WHAT THIS TASK INVOLVES »
When you reach the line that contains "pub enum TimelineEvent" in the data below, start reproducing lines exactly, and stop after the line that contains "pub struct EventQueue".
*** Opening DATASET RECORDS ***
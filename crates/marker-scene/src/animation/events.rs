//! Timeline lifecycle events.
//!
//! The engine records an event whenever a timeline starts playing, reaches
//! its end or is killed. Hosts drain the queue after each frame.
//!
//! # Usage
//!
//! ```
//! use marker_dom::Document;
//! use marker_scene::animation::{Animator, Timeline, TimelineEngine, TimelineEvent};
//!
//! let mut doc = Document::new();
//! let mut engine = TimelineEngine::new();
//! let id = engine.create_timeline(Timeline::new());
//! engine.play(id);
//! engine.advance(&mut doc, 16.0);
//!
//! let events = engine.drain_events();
//! assert_eq!(
//!     events,
//!     vec![TimelineEvent::Played { timeline: id }, TimelineEvent::Completed { timeline: id }]
//! );
//! ```

use serde::{Deserialize, Serialize};
use std::collections::VecDeque;

use super::types::TimelineId;

/// Event emitted when a timeline changes state.
#[derive(Debug, Clone, Copy, PartialEq, Eq, Serialize, Deserialize)]
#[serde(tag = "type", rename_all = "snake_case")]
pub enum TimelineEvent {
    /// The timeline left the paused state.
    Played { timeline: TimelineId },
    /// Every tween reached its end value.
    Completed { timeline: TimelineId },
    /// The timeline was killed before or after finishing.
    Killed { timeline: TimelineId },
}

impl TimelineEvent {
    pub fn timeline(&self) -> TimelineId {
        match self {
            Self::Played { timeline } | Self::Completed { timeline } | Self::Killed { timeline } => {
                *timeline
            }
        }
    }

    pub fn is_completed(&self) -> bool {
        matches!(self, Self::Completed { .. })
    }
}

/// Queue for collecting timeline events during update cycles.
#[derive(Debug, Default)]
pub struct EventQueue {
    events: VecDeque<TimelineEvent>,
}

impl EventQueue {
    pub fn new() -> Self {
        Self::default()
    }

    pub fn push(&mut self, event: TimelineEvent) {
        self.events.push_back(event);
    }

    pub fn is_empty(&self) -> bool {
        self.events.is_empty()
    }

    pub fn len(&self) -> usize {
        self.events.len()
    }

    pub fn pop(&mut self) -> Option<TimelineEvent> {
        self.events.pop_front()
    }

    /// Drain all events from the queue, returning an iterator.
    pub fn drain(&mut self) -> impl Iterator<Item = TimelineEvent> + '_ {
        self.events.drain(..)
    }

    /// Events concerning one timeline, oldest first.
    pub fn events_for(&self, timeline: TimelineId) -> Vec<&TimelineEvent> {
        self.events
            .iter()
            .filter(|e| e.timeline() == timeline)
            .collect()
    }
}

#[cfg(test)]
mod tests {
    use super::*;

    #[test]
    fn test_event_accessors() {
        let event = TimelineEvent::Completed {
            timeline: TimelineId(7),
        };
        assert_eq!(event.timeline(), TimelineId(7));
        assert!(event.is_completed());
        assert!(!TimelineEvent::Killed {
            timeline: TimelineId(7)
        }
        .is_completed());
    }

    #[test]
    fn test_queue_order_and_filter() {
        let mut queue = EventQueue::new();
        queue.push(TimelineEvent::Played {
            timeline: TimelineId(1),
        });
        queue.push(TimelineEvent::Played {
            timeline: TimelineId(2),
        });
        queue.push(TimelineEvent::Killed {
            timeline: TimelineId(1),
        });

        assert_eq!(queue.len(), 3);
        assert_eq!(queue.events_for(TimelineId(1)).len(), 2);
        assert_eq!(
            queue.pop(),
            Some(TimelineEvent::Played {
                timeline: TimelineId(1)
            })
        );
        assert_eq!(queue.drain().count(), 2);
        assert!(queue.is_empty());
    }

    #[test]
    fn test_serializes_with_type_tag() {
        let json = serde_json::to_string(&TimelineEvent::Played {
            timeline: TimelineId(3),
        })
        .unwrap();
        assert_eq!(json, r#"{"type":"played","timeline":3}"#);
    }
}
*** Closing DATASET RECORDS ***
ANSWER AREA »
pub enum TimelineEvent {
    /// The timeline left the paused state.
    Played { timeline: TimelineId },
    /// Every tween reached its end value.
    Completed { timeline: TimelineId },
    /// The timeline was killed before or after finishing.
    Killed { timeline: TimelineId },
}

impl TimelineEvent {
    pub fn timeline(&self) -> TimelineId {
        match self {
            Self::Played { timeline } | Self::Completed { timeline } | Self::Killed { timeline } => {
                *timeline
            }
        }
    }

    pub fn is_completed(&self) -> bool {
        matches!(self, Self::Completed { .. })
    }
}

/// Queue for collecting timeline events during update cycles.
#[derive(Debug, Default)]
pub struct EventQueue {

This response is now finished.